══ DATASET ══

//! Memory Match (workspace facade crate).
//!
//! Re-exports the member crates as `memory_match::{core,input,term,types}` and
//! hosts the pieces shared by the binary: command-line parsing, logging setup
//! and the headless [`app::App`] controller that sits between the engine and
//! the terminal.

pub use memory_match_core as core;
pub use memory_match_input as input;
pub use memory_match_term as term;
pub use memory_match_types as types;

pub mod app;
pub mod cli;
pub mod logging;
//! Tracing setup.
//!
//! The game owns stdout in raw mode, so log lines go to a file or nowhere.

use std::fs::OpenOptions;
use std::path::Path;
use std::sync::Mutex;

use anyhow::{Context, Result};
use tracing_subscriber::{layer::SubscriberExt, util::SubscriberInitExt, EnvFilter};

fn default_filter(verbose: bool) -> &'static str {
    if verbose {
        "memory_match=debug,memory_match_core=debug"
    } else {
        "memory_match=info,memory_match_core=info"
    }
}

/// Install a file-backed subscriber. Returns `false` when no file was given.
///
/// `RUST_LOG` overrides the default filter.
pub fn init_file_logger(log_file: Option<&Path>, verbose: bool) -> Result<bool> {
    let Some(path) = log_file else {
        return Ok(false);
    };

    let file = OpenOptions::new()
        .create(true)
        .append(true)
        .open(path)
        .with_context(|| format!("opening log file {}", path.display()))?;

    let filter = EnvFilter::try_from_default_env()
        .unwrap_or_else(|_| EnvFilter::new(default_filter(verbose)));

    tracing_subscriber::registry()
        .with(filter)
        .with(
            tracing_subscriber::fmt::layer()
                .with_writer(Mutex::new(file))
                .with_ansi(false)
                .with_target(false)
                .with_thread_ids(false)
                .compact(),
        )
        .try_init()
        .context("installing tracing subscriber")?;
    Ok(true)
}
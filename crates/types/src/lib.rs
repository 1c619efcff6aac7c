//! Core types module - shared data structures and constants
//!
//! This module defines the fundamental types used throughout the application.
//! All types are pure data structures with no external dependencies, making them
//! usable in any context (session engine, terminal rendering, tests).
//!
//! # Difficulty Presets
//!
//! The board is a `columns x rows` grid. Every preset has an even cell count so
//! the deck splits into pairs:
//!
//! | Name | Grid | Cards | Pairs |
//! |------|------|-------|-------|
//! | `easy` | 2x3 | 6 | 3 |
//! | `medium` | 3x4 | 12 | 6 |
//! | `hard` | 4x4 | 16 | 8 |
//!
//! # Timing Constants
//!
//! Timing values are in milliseconds:
//!
//! | Constant | Value | Description |
//! |----------|-------|-------------|
//! | `FRAME_MS` | 16 | Runner frame interval (~60 FPS) |
//! | `CLOCK_TICK_MS` | 1000 | Session clock period (one elapsed second) |
//! | `MISMATCH_REVEAL_MS` | 600 | How long a mismatched pair stays face up |
//! | `MESSAGE_TTL_MS` | 1500 | How long a status-bar message stays visible |
//!
//! # Examples
//!
//! ```
//! use memory_match_types::{Difficulty, GameAction, Direction, HISTORY_CAPACITY};
//!
//! // Look up a preset (case-insensitive)
//! let easy = Difficulty::from_name("Easy").unwrap();
//! assert_eq!(easy.cells(), 6);
//! assert_eq!(easy.pair_count(), 3);
//!
//! // Parse an action
//! let action = GameAction::from_str("moveLeft").unwrap();
//! assert_eq!(action, GameAction::MoveCursor(Direction::Left));
//!
//! assert_eq!(HISTORY_CAPACITY, 5);
//! ```

use std::fmt;

/// Runner frame interval in milliseconds (16ms ≈ 60 FPS)
pub const FRAME_MS: u32 = 16;

/// Session clock period: one elapsed second per tick
pub const CLOCK_TICK_MS: u32 = 1000;

/// Delay before a mismatched pair is turned face down again
pub const MISMATCH_REVEAL_MS: u32 = 600;

/// Number of finished sessions retained in the history log
pub const HISTORY_CAPACITY: usize = 5;

/// Lifetime of a one-line status message in the terminal view
pub const MESSAGE_TTL_MS: u32 = 1500;

/// Ordered symbol alphabet. Decks always take a prefix of this list.
pub const SYMBOL_ALPHABET: [Symbol; 12] = [
    Symbol('●'),
    Symbol('■'),
    Symbol('▲'),
    Symbol('◆'),
    Symbol('★'),
    Symbol('♠'),
    Symbol('♥'),
    Symbol('♦'),
    Symbol('♣'),
    Symbol('♪'),
    Symbol('☼'),
    Symbol('Ω'),
];

/// Built-in difficulty table.
pub const DIFFICULTY_PRESETS: [Difficulty; 3] = [
    Difficulty::new("easy", 2, 3),
    Difficulty::new("medium", 3, 4),
    Difficulty::new("hard", 4, 4),
];

/// A face symbol. Two cards in a deck share each symbol.
#[derive(Debug, Clone, Copy, PartialEq, Eq, Hash, PartialOrd, Ord)]
pub struct Symbol(pub char);

impl Symbol {
    pub fn as_char(&self) -> char {
        self.0
    }
}

impl fmt::Display for Symbol {
    fn fmt(&self, f: &mut fmt::Formatter<'_>) -> fmt::Result {
        write!(f, "{}", self.0)
    }
}

/// Card identity. Ids start at 1 and are stable for the life of a session.
#[derive(Debug, Clone, Copy, PartialEq, Eq, Hash, PartialOrd, Ord)]
pub struct CardId(pub u32);

impl CardId {
    pub fn get(&self) -> u32 {
        self.0
    }
}

impl fmt::Display for CardId {
    fn fmt(&self, f: &mut fmt::Formatter<'_>) -> fmt::Result {
        write!(f, "#{}", self.0)
    }
}

/// A single card on the board.
#[derive(Debug, Clone, Copy, PartialEq, Eq, Hash)]
pub struct Card {
    pub id: CardId,
    pub value: Symbol,
    pub matched: bool,
}

impl Card {
    pub fn new(id: CardId, value: Symbol) -> Self {
        Self {
            id,
            value,
            matched: false,
        }
    }
}

/// Named board preset.
#[derive(Debug, Clone, Copy, PartialEq, Eq, Hash)]
pub struct Difficulty {
    pub name: &'static str,
    pub columns: u8,
    pub rows: u8,
}

impl Difficulty {
    pub const fn new(name: &'static str, columns: u8, rows: u8) -> Self {
        Self {
            name,
            columns,
            rows,
        }
    }

    /// Total number of cards on the board.
    pub fn cells(&self) -> usize {
        self.columns as usize * self.rows as usize
    }

    /// Number of pairs needed to fill the board.
    pub fn pair_count(&self) -> usize {
        self.cells() / 2
    }

    /// Whether the board can be filled with pairs.
    pub fn splits_into_pairs(&self) -> bool {
        self.cells() > 0 && self.cells() % 2 == 0
    }

    /// Look up a built-in preset by name (case-insensitive, surrounding whitespace ignored)
    ///
    /// # Examples
    ///
    /// ```
    /// use memory_match_types::Difficulty;
    ///
    /// assert_eq!(Difficulty::from_name("hard").map(|d| d.cells()), Some(16));
    /// assert_eq!(Difficulty::from_name(" MEDIUM ").map(|d| d.columns), Some(3));
    /// assert_eq!(Difficulty::from_name("insane"), None);
    /// ```
    pub fn from_name(name: &str) -> Option<Self> {
        find_preset(&DIFFICULTY_PRESETS, name)
    }
}

/// Look up a preset by name in an arbitrary preset table.
pub fn find_preset(presets: &[Difficulty], name: &str) -> Option<Difficulty> {
    let name = name.trim();
    presets
        .iter()
        .find(|d| d.name.eq_ignore_ascii_case(name))
        .copied()
}

/// Session lifecycle.
///
/// - **Idle**: no session
/// - **Running**: deck dealt, clock active, picks accepted
/// - **Locked**: a mismatched pair is being shown; picks rejected
/// - **Finished**: every pair matched, clock stopped
#[derive(Debug, Clone, Copy, PartialEq, Eq, Hash, Default)]
pub enum Phase {
    #[default]
    Idle,
    Running,
    Locked,
    Finished,
}

impl Phase {
    pub fn as_str(&self) -> &'static str {
        match self {
            Phase::Idle => "idle",
            Phase::Running => "running",
            Phase::Locked => "locked",
            Phase::Finished => "finished",
        }
    }

    /// Running or its Locked sub-state.
    pub fn is_live(&self) -> bool {
        matches!(self, Phase::Running | Phase::Locked)
    }
}

/// Counters shown while a session is in progress.
#[derive(Debug, Clone, Copy, PartialEq, Eq, Hash, Default)]
pub struct Status {
    pub move_count: u32,
    pub pairs_matched: u32,
    pub total_pairs: u32,
    pub elapsed_seconds: u32,
}

/// Immutable record of a finished session.
#[derive(Debug, Clone, PartialEq, Eq, Hash)]
pub struct SessionSummary {
    pub player_label: String,
    pub difficulty: &'static str,
    pub move_count: u32,
    pub elapsed_seconds: u32,
    pub pairs_matched: u32,
}

/// Cursor movement direction on the board.
#[derive(Debug, Clone, Copy, PartialEq, Eq, Hash)]
pub enum Direction {
    Up,
    Down,
    Left,
    Right,
}

/// Player actions produced by the input layer.
#[derive(Debug, Clone, Copy, PartialEq, Eq)]
pub enum GameAction {
    /// Move the board cursor one cell
    MoveCursor(Direction),
    /// Flip the card under the cursor
    Flip,
    /// Restart with the current difficulty
    Restart,
    /// Restart with the preset at this index of the preset table
    RestartPreset(usize),
    /// Start a session from idle using the last settings
    NewSession,
    /// Abandon the session and go back to idle
    Reset,
}

impl GameAction {
    /// Parse action from string
    ///
    /// # Examples
    ///
    /// ```
    /// use memory_match_types::GameAction;
    ///
    /// assert_eq!(GameAction::from_str("flip"), Some(GameAction::Flip));
    /// assert_eq!(GameAction::from_str("preset2"), Some(GameAction::RestartPreset(1)));
    /// assert_eq!(GameAction::from_str("unknown"), None);
    /// ```
    pub fn from_str(s: &str) -> Option<Self> {
        let lower = s.to_lowercase();
        if let Some(n) = lower.strip_prefix("preset") {
            return match n.parse::<usize>() {
                Ok(n) if n >= 1 => Some(GameAction::RestartPreset(n - 1)),
                _ => None,
            };
        }
        match lower.as_str() {
            "moveup" => Some(GameAction::MoveCursor(Direction::Up)),
            "movedown" => Some(GameAction::MoveCursor(Direction::Down)),
            "moveleft" => Some(GameAction::MoveCursor(Direction::Left)),
            "moveright" => Some(GameAction::MoveCursor(Direction::Right)),
            "flip" => Some(GameAction::Flip),
            "restart" => Some(GameAction::Restart),
            "newsession" => Some(GameAction::NewSession),
            "reset" => Some(GameAction::Reset),
            _ => None,
        }
    }
}

#[cfg(test)]
mod tests {
    use super::*;

    #[test]
    fn presets_split_into_pairs_and_fit_alphabet() {
        for preset in DIFFICULTY_PRESETS {
            assert!(preset.splits_into_pairs(), "{} is odd", preset.name);
            assert!(preset.pair_count() <= SYMBOL_ALPHABET.len());
        }
    }

    #[test]
    fn preset_dimensions() {
        assert_eq!(Difficulty::from_name("easy"), Some(Difficulty::new("easy", 2, 3)));
        assert_eq!(Difficulty::from_name("medium").map(|d| d.cells()), Some(12));
        assert_eq!(Difficulty::from_name("hard").map(|d| d.pair_count()), Some(8));
    }

    #[test]
    fn alphabet_has_no_duplicates() {
        let mut seen = SYMBOL_ALPHABET.to_vec();
        seen.sort();
        seen.dedup();
        assert_eq!(seen.len(), SYMBOL_ALPHABET.len());
    }

    #[test]
    fn odd_grid_does_not_split() {
        assert!(!Difficulty::new("odd", 3, 3).splits_into_pairs());
        assert!(!Difficulty::new("empty", 0, 4).splits_into_pairs());
    }

    #[test]
    fn timing_defaults() {
        assert_eq!(MISMATCH_REVEAL_MS, 600);
        assert_eq!(CLOCK_TICK_MS, 1000);
    }

    #[test]
    fn phase_liveness() {
        assert!(Phase::Running.is_live());
        assert!(Phase::Locked.is_live());
        assert!(!Phase::Idle.is_live());
        assert!(!Phase::Finished.is_live());
    }

    #[test]
    fn preset_action_rejects_zero() {
        assert_eq!(GameAction::from_str("preset0"), None);
        assert_eq!(GameAction::from_str("PRESET3"), Some(GameAction::RestartPreset(2)));
    }
}
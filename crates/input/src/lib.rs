//! Terminal input module (engine-facing).
//!
//! This module is intentionally independent of any UI framework beyond
//! `crossterm` key events. It maps keys into [`crate::types::GameAction`] and
//! tracks the board cursor the player flips cards with.

pub mod cursor;
pub mod map;

pub use memory_match_types as types;

pub use cursor::BoardCursor;
pub use map::{handle_key_event, should_quit};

═══

### TASK DETAILS
From the first line of the records above to the line that contains "the default filter.", quote each line exactly.

### RESULT OF THE TASK
//! Memory Match (workspace facade crate).
//!
//! Re-exports the member crates as `memory_match::{core,input,term,types}` and
//! hosts the pieces shared by the binary: command-line parsing, logging setup
//! and the headless [`app::App`] controller that sits between the engine and
//! the terminal.

pub use memory_match_core as core;
pub use memory_match_input as input;
pub use memory_match_term as term;
pub use memory_match_types as types;

pub mod app;
pub mod cli;
pub mod logging;
//! Tracing setup.
//!
//! The game owns stdout in raw mode, so log lines go to a file or nowhere.

use std::fs::OpenOptions;
use std::path::Path;
use std::sync::Mutex;

use anyhow::{Context, Result};
use tracing_subscriber::{layer::SubscriberExt, util::SubscriberInitExt, EnvFilter};

fn default_filter(verbose: bool) -> &'static str {
    if verbose {
        "memory_match=debug,memory_match_core=debug"
    } else {
        "memory_match=info,memory_match_core=info"
    }
}

/// Install a file-backed subscriber. Returns `false` when no file was given.
///
/// `RUST_LOG` overrides the default filter.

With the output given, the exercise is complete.